▸ EXERCISE DIRECTIONS
Restate word for word every line from the top of the data below down through the line that holds "an interactive card".

▸ DATASET RECORDS
-----

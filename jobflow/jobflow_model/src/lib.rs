//! Jobflow Data Model
//!
//! Core types of the jobflow orchestration engine: jobs, steps, recursive
//! sequential/parallel step graphs, runtime states with an enforced
//! transition table, and the virtual-unit resource model. This crate is
//! purely data; the compiler and executor live in `jobflow_engine`.

/// Runtime states, transitions, and status records
pub mod status;

/// Execution resources and virtual-unit loads
pub mod load;

/// Steps, step kinds, and input/output sets
pub mod step;

/// Recursive sequential/parallel step graphs
pub mod graph;

/// The job aggregate
pub mod job;

// Re-export important types
pub use graph::{StepExecution, StepGraph};
pub use job::{aggregate_loads, DatasetDescription, Job, JobError, StepUpdateOutcome};
pub use load::{add_load, add_loads, ExecutionResource, Load, LoadMap};
pub use status::{now_millis, Action, RuntimeInfo, RuntimeStatus, State, StatusError};
pub use step::{
    ClusterJob, DelegateRef, ExecutionMode, FunctionStep, InputSet, OutputSet, Provider, Step,
    StepKind,
};
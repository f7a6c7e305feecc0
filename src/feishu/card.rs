//! Interactive card rendering
//!
//! Turns a slice of leaderboard entries into a Feishu schema 2.0 card. The
//! formatter is pure: the same entries always produce the same card.

use crate::config::CardSettings;
use crate::trending::{FetchRequest, LeaderboardEntry};
use serde::Serialize;

/// Public trending page linked from every card
pub const TRENDING_PAGE_URL: &str = "https://github.com/trending";

/// Contributors listed per entry before the rest are elided
const MAX_CONTRIBUTORS: usize = 5;

/// Rendered card content, ready for the webhook
#[derive(Debug, Clone, PartialEq, Eq)]
pub struct CardPayload {
    /// Header title, e.g. "📈 GitHub Trending · Daily"
    pub title: String,

    /// Header colour template
    pub template: String,

    /// Language, period and source block
    pub summary: String,

    /// "Top N Repositories" line above the list
    pub heading: String,

    /// One markdown block per entry, in rank order
    pub lines: Vec<String>,
}

/// Webhook body wrapping an interactive card
#[derive(Debug, Clone, Serialize)]
pub struct WebhookMessage {
    msg_type: &'static str,
    card: Card,
}

#[derive(Debug, Clone, Serialize)]
struct Card {
    schema: &'static str,
    header: CardHeader,
    body: CardBody,
}

#[derive(Debug, Clone, Serialize)]
struct CardHeader {
    title: PlainText,
    template: String,
}

#[derive(Debug, Clone, Serialize)]
struct CardBody {
    elements: Vec<CardElement>,
}

#[derive(Debug, Clone, Serialize)]
struct PlainText {
    tag: &'static str,
    content: String,
}

impl PlainText {
    fn new(content: impl Into<String>) -> Self {
        Self {
            tag: "plain_text",
            content: content.into(),
        }
    }
}

#[derive(Debug, Clone, Serialize)]
#[serde(tag = "tag", rename_all = "snake_case")]
enum CardElement {
    Markdown {
        content: String,
    },
    Hr,
    Button {
        text: PlainText,
        #[serde(rename = "type")]
        kind: &'static str,
        url: String,
    },
}

impl CardPayload {
    /// Wraps the card in the `interactive` webhook message
    pub fn to_message(&self) -> WebhookMessage {
        let mut elements = vec![
            CardElement::Markdown {
                content: self.summary.clone(),
            },
            CardElement::Hr,
            CardElement::Markdown {
                content: self.heading.clone(),
            },
        ];

        elements.extend(self.lines.iter().map(|line| CardElement::Markdown {
            content: line.clone(),
        }));

        elements.push(CardElement::Hr);
        elements.push(CardElement::Button {
            text: PlainText::new("🔍 Open GitHub Trending"),
            kind: "primary",
            url: TRENDING_PAGE_URL.to_string(),
        });

        WebhookMessage {
            msg_type: "interactive",
            card: Card {
                schema: "2.0",
                header: CardHeader {
                    title: PlainText::new(self.title.clone()),
                    template: self.template.clone(),
                },
                body: CardBody { elements },
            },
        }
    }
}

/// Renders the card for entries already truncated to the request limit
///
/// # Example
///
/// ```
/// use trending_relay::config::CardSettings;
/// use trending_relay::feishu::format_card;
/// use trending_relay::trending::{FetchRequest, Period};
///
/// let request = FetchRequest::new(None, Period::Daily, 10);
/// let card = format_card(&request, &[], &CardSettings::default());
/// assert_eq!(card.title, "📈 GitHub Trending · Daily");
/// assert!(card.lines.is_empty());
/// ```
pub fn format_card(
    request: &FetchRequest,
    entries: &[LeaderboardEntry],
    settings: &CardSettings,
) -> CardPayload {
    let period = request.period;

    let summary = format!(
        "**Language**: {}  \n**Period**: {}  \n**Source**: {}",
        request.language_label(),
        period.label(),
        TRENDING_PAGE_URL
    );

    let lines = entries
        .iter()
        .map(|entry| format_entry(entry, request, settings.description_width))
        .collect();

    CardPayload {
        title: format!("📈 GitHub Trending · {}", period.label()),
        template: settings.template.clone(),
        summary,
        heading: format!("**Top {} Repositories**", entries.len()),
        lines,
    }
}

fn format_entry(entry: &LeaderboardEntry, request: &FetchRequest, width: usize) -> String {
    let description = entry
        .description
        .as_deref()
        .map(|d| shorten(d, width))
        .unwrap_or_else(|| "(no description)".to_string());

    let mut parts = vec![
        format!("{}. **[{}]({})**", entry.rank, entry.full_name(), entry.url()),
        format!(
            "⭐ {} · +{} {} · {}",
            entry.total_stars,
            entry.period_stars,
            request.period.delta_phrase(),
            entry.language.as_deref().unwrap_or("Unknown")
        ),
        description,
    ];

    if !entry.contributors.is_empty() {
        let logins: Vec<String> = entry
            .contributors
            .iter()
            .take(MAX_CONTRIBUTORS)
            .map(|c| format!("@{}", c.login))
            .collect();
        parts.push(format!("Built by {}", logins.join(" ")));
    }

    parts.join("  \n")
}

/// Collapses whitespace and shortens to `width` characters at a word boundary
///
/// Text that fits is returned unchanged. Otherwise the kept words plus a
/// trailing `…` stay within `width`. A single word longer than the width is
/// cut mid-word.
pub fn shorten(text: &str, width: usize) -> String {
    let words: Vec<&str> = text.split_whitespace().collect();
    let collapsed = words.join(" ");
    if collapsed.chars().count() <= width {
        return collapsed;
    }

    let budget = width.saturating_sub(1);
    let mut out = String::new();
    let mut used = 0;

    for word in &words {
        let len = word.chars().count();
        let needed = if used == 0 { len } else { used + 1 + len };
        if needed > budget {
            break;
        }
        if used > 0 {
            out.push(' ');
        }
        out.push_str(word);
        used = needed;
    }

    if used == 0 {
        out = collapsed.chars().take(budget).collect();
    }

    out.push('…');
    out
}
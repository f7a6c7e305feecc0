//! Trending-Relay main entry point
//!
//! This is the command-line interface for the GitHub Trending to Feishu relay.

use anyhow::Context;
use chrono::Utc;
use clap::Parser;
use std::path::PathBuf;
use std::process::ExitCode;
use tracing_subscriber::EnvFilter;
use trending_relay::config::{load_feishu_config, load_settings_or_default, Config};
use trending_relay::pipeline::{preview, print_report, run_pipeline, FATAL_EXIT_CODE};
use trending_relay::trending::{FetchRequest, Period};

/// Trending-Relay: GitHub Trending to Feishu
///
/// Fetches the GitHub Trending leaderboard, posts a summary card to a Feishu
/// webhook and upserts one Bitable row per repository.
#[derive(Parser, Debug)]
#[command(name = "trending-relay")]
#[command(version)]
#[command(about = "Relay GitHub Trending to a Feishu card and Bitable", long_about = None)]
struct Cli {
    /// Programming language, e.g. rust, python, go (default: all languages)
    #[arg(long = "lang", value_name = "LANGUAGE")]
    lang: Option<String>,

    /// Trending period
    #[arg(long, value_enum, default_value_t = Period::Daily)]
    since: Period,

    /// How many top repositories to show on the card
    #[arg(long, default_value_t = 10, value_parser = clap::value_parser!(u32).range(1..))]
    limit: u32,

    /// Feishu webhook URL (overrides FEISHU_WEBHOOK_URL)
    #[arg(long, value_name = "URL")]
    webhook: Option<String>,

    /// Path to an optional TOML settings file
    #[arg(long, value_name = "PATH")]
    config: Option<PathBuf>,

    /// Fetch and print the card and table rows without delivering them
    #[arg(long)]
    dry_run: bool,

    /// Increase logging verbosity (-v, -vv, -vvv)
    #[arg(short, long, action = clap::ArgAction::Count)]
    verbose: u8,

    /// Suppress non-error output
    #[arg(short, long, conflicts_with = "verbose")]
    quiet: bool,
}

#[tokio::main]
async fn main() -> ExitCode {
    dotenvy::dotenv().ok();
    let cli = Cli::parse();

    setup_logging(cli.verbose, cli.quiet);

    match run(cli).await {
        Ok(code) => code,
        Err(e) => {
            tracing::error!("{:#}", e);
            ExitCode::from(FATAL_EXIT_CODE)
        }
    }
}

/// Sets up the logging/tracing subscriber based on verbosity level
fn setup_logging(verbose: u8, quiet: bool) {
    let filter = if quiet {
        EnvFilter::new("error")
    } else {
        match verbose {
            0 => EnvFilter::new("trending_relay=info,warn"),
            1 => EnvFilter::new("trending_relay=debug,info"),
            2 => EnvFilter::new("trending_relay=trace,debug"),
            _ => EnvFilter::new("trace"),
        }
    };

    tracing_subscriber::fmt()
        .with_env_filter(filter)
        .with_target(false)
        .with_thread_ids(false)
        .with_file(false)
        .init();
}

async fn run(cli: Cli) -> anyhow::Result<ExitCode> {
    let settings = load_settings_or_default(cli.config.as_deref())
        .context("Failed to load settings")?;
    let request = FetchRequest::new(cli.lang, cli.since, cli.limit as usize);
    let today = Utc::now().date_naive();

    if cli.dry_run {
        handle_dry_run(&request, &settings, today).await?;
        return Ok(ExitCode::SUCCESS);
    }

    let feishu = load_feishu_config(cli.webhook.as_deref())
        .context("Failed to load Feishu configuration")?;
    let config = Config {
        request,
        settings,
        feishu,
    };

    tracing::info!(
        "Relaying {} trending for {} (limit {})",
        config.request.period.label(),
        config.request.language_label(),
        config.request.limit
    );

    let report = run_pipeline(&config, today)
        .await
        .context("Pipeline aborted")?;
    print_report(&report);

    Ok(ExitCode::from(report.status().exit_code()))
}

/// Handles --dry-run: prints the webhook body and table rows as JSON
async fn handle_dry_run(
    request: &FetchRequest,
    settings: &trending_relay::config::Settings,
    today: chrono::NaiveDate,
) -> anyhow::Result<()> {
    let preview = preview(request, settings, today)
        .await
        .context("Dry run aborted")?;

    println!("=== Card ({} entries) ===", preview.card.lines.len());
    println!("{}", serde_json::to_string_pretty(&preview.card.to_message())?);

    println!("\n=== Table rows ({}) ===", preview.rows.len());
    let rows: Vec<_> = preview.rows.iter().map(|row| row.to_record_body()).collect();
    println!("{}", serde_json::to_string_pretty(&rows)?);

    Ok(())
}
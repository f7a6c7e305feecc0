//! Chat webhook delivery
//!
//! Posts a rendered card to a Feishu custom-bot webhook. A 2xx reply can still
//! carry a non-zero `code`, which is treated as a rejection.

use crate::feishu::card::CardPayload;
use reqwest::Client;
use serde::Deserialize;
use thiserror::Error;

/// Errors raised while posting a card to the chat webhook
#[derive(Debug, Error)]
pub enum DeliveryError {
    #[error("Webhook request failed: {0}")]
    Http(#[from] reqwest::Error),

    #[error("Webhook returned HTTP {status}: {body}")]
    Status { status: u16, body: String },

    #[error("Webhook rejected the card (code {code}): {msg}")]
    Rejected { code: i64, msg: String },

    #[error("Invalid webhook response: {0}")]
    InvalidResponse(String),
}

#[derive(Debug, Deserialize)]
struct WebhookReply {
    #[serde(default)]
    code: i64,
    #[serde(default)]
    msg: String,
}

/// Posts the card as an `interactive` message
///
/// Both a non-success HTTP status and a non-zero `code` in the reply count as
/// a failed delivery.
pub async fn send_card(
    client: &Client,
    webhook_url: &str,
    card: &CardPayload,
) -> Result<(), DeliveryError> {
    tracing::debug!(lines = card.lines.len(), "Posting card to webhook");

    let response = client
        .post(webhook_url)
        .json(&card.to_message())
        .send()
        .await?;

    let status = response.status();
    let body = response.text().await?;

    if !status.is_success() {
        return Err(DeliveryError::Status {
            status: status.as_u16(),
            body,
        });
    }

    let reply: WebhookReply =
        serde_json::from_str(&body).map_err(|e| DeliveryError::InvalidResponse(e.to_string()))?;

    if reply.code != 0 {
        return Err(DeliveryError::Rejected {
            code: reply.code,
            msg: reply.msg,
        });
    }

    Ok(())
}

#[cfg(test)]
mod tests {
    use super::*;
    use crate::config::CardSettings;
    use crate::feishu::format_card;
    use crate::trending::{FetchRequest, Period};
    use wiremock::matchers::{body_partial_json, method, path};
    use wiremock::{Mock, MockServer, ResponseTemplate};

    fn card() -> CardPayload {
        format_card(
            &FetchRequest::new(None, Period::Daily, 10),
            &[],
            &CardSettings::default(),
        )
    }

    #[tokio::test]
    async fn test_send_card_success() {
        let server = MockServer::start().await;
        Mock::given(method("POST"))
            .and(path("/hook"))
            .and(body_partial_json(serde_json::json!({ "msg_type": "interactive" })))
            .respond_with(
                ResponseTemplate::new(200)
                    .set_body_json(serde_json::json!({ "code": 0, "msg": "success", "data": {} })),
            )
            .expect(1)
            .mount(&server)
            .await;

        let url = format!("{}/hook", server.uri());
        let result = send_card(&Client::new(), &url, &card()).await;
        assert!(result.is_ok());
    }

    #[tokio::test]
    async fn test_send_card_http_failure() {
        let server = MockServer::start().await;
        Mock::given(method("POST"))
            .respond_with(ResponseTemplate::new(500).set_body_string("boom"))
            .mount(&server)
            .await;

        let url = format!("{}/hook", server.uri());
        let result = send_card(&Client::new(), &url, &card()).await;
        assert!(matches!(result, Err(DeliveryError::Status { status: 500, .. })));
    }

    #[tokio::test]
    async fn test_send_card_rejected_by_bot() {
        let server = MockServer::start().await;
        Mock::given(method("POST"))
            .respond_with(
                ResponseTemplate::new(200)
                    .set_body_json(serde_json::json!({ "code": 19021, "msg": "sign match fail" })),
            )
            .mount(&server)
            .await;

        let url = format!("{}/hook", server.uri());
        match send_card(&Client::new(), &url, &card()).await {
            Err(DeliveryError::Rejected { code, msg }) => {
                assert_eq!(code, 19021);
                assert_eq!(msg, "sign match fail");
            }
            other => panic!("expected rejection, got {:?}", other),
        }
    }

    #[tokio::test]
    async fn test_send_card_invalid_reply() {
        let server = MockServer::start().await;
        Mock::given(method("POST"))
            .respond_with(ResponseTemplate::new(200).set_body_string("ok"))
            .mount(&server)
            .await;

        let url = format!("{}/hook", server.uri());
        let result = send_card(&Client::new(), &url, &card()).await;
        assert!(matches!(result, Err(DeliveryError::InvalidResponse(_))));
    }
}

-----

▸ TASK RESPONSE
filename jobflow/jobflow_model/src/lib.rs
//! Jobflow Data Model
//!
//! Core types of the jobflow orchestration engine: jobs, steps, recursive
//! sequential/parallel step graphs, runtime states with an enforced
//! transition table, and the virtual-unit resource model. This crate is
//! purely data; the compiler and executor live in `jobflow_engine`.

/// Runtime states, transitions, and status records
pub mod status;

/// Execution resources and virtual-unit loads
pub mod load;

/// Steps, step kinds, and input/output sets
pub mod step;

/// Recursive sequential/parallel step graphs
pub mod graph;

/// The job aggregate
pub mod job;

// Re-export important types
pub use graph::{StepExecution, StepGraph};
pub use job::{aggregate_loads, DatasetDescription, Job, JobError, StepUpdateOutcome};
pub use load::{add_load, add_loads, ExecutionResource, Load, LoadMap};
pub use status::{now_millis, Action, RuntimeInfo, RuntimeStatus, State, StatusError};
pub use step::{
    ClusterJob, DelegateRef, ExecutionMode, FunctionStep, InputSet, OutputSet, Provider, Step,
    StepKind,
};
repository f7a6c7e305feecc0
filename src/feishu/card.rs
//! Interactive card rendering
//!
//! Turns a slice of leaderboard entries into a Feishu schema 2.0 card. The
//! formatter is pure: the same entries always produce the same card.

use crate::config::CardSettings;
use crate::trending::{FetchRequest, LeaderboardEntry};
use serde::Serialize;

/// Public trending page linked from every card
pub const TRENDING_PAGE_URL: &str = "https://github.com/trending";

/// Contributors listed per entry before the rest are elided
const MAX_CONTRIBUTORS: usize = 5;

/// Rendered card content, ready for the webhook
#[derive(Debug, Clone, PartialEq, Eq)]
pub struct CardPayload {
    /// Header title, e.g. "📈 GitHub Trending · Daily"
    pub title: String,

    /// Header colour template
    pub template: String,

    /// Language, period and source block
    pub summary: String,

    /// "Top N Repositories" line above the list
    pub heading: String,

    /// One markdown block per entry, in rank order
    pub lines: Vec<String>,
}

/// Webhook body wrapping an interactive card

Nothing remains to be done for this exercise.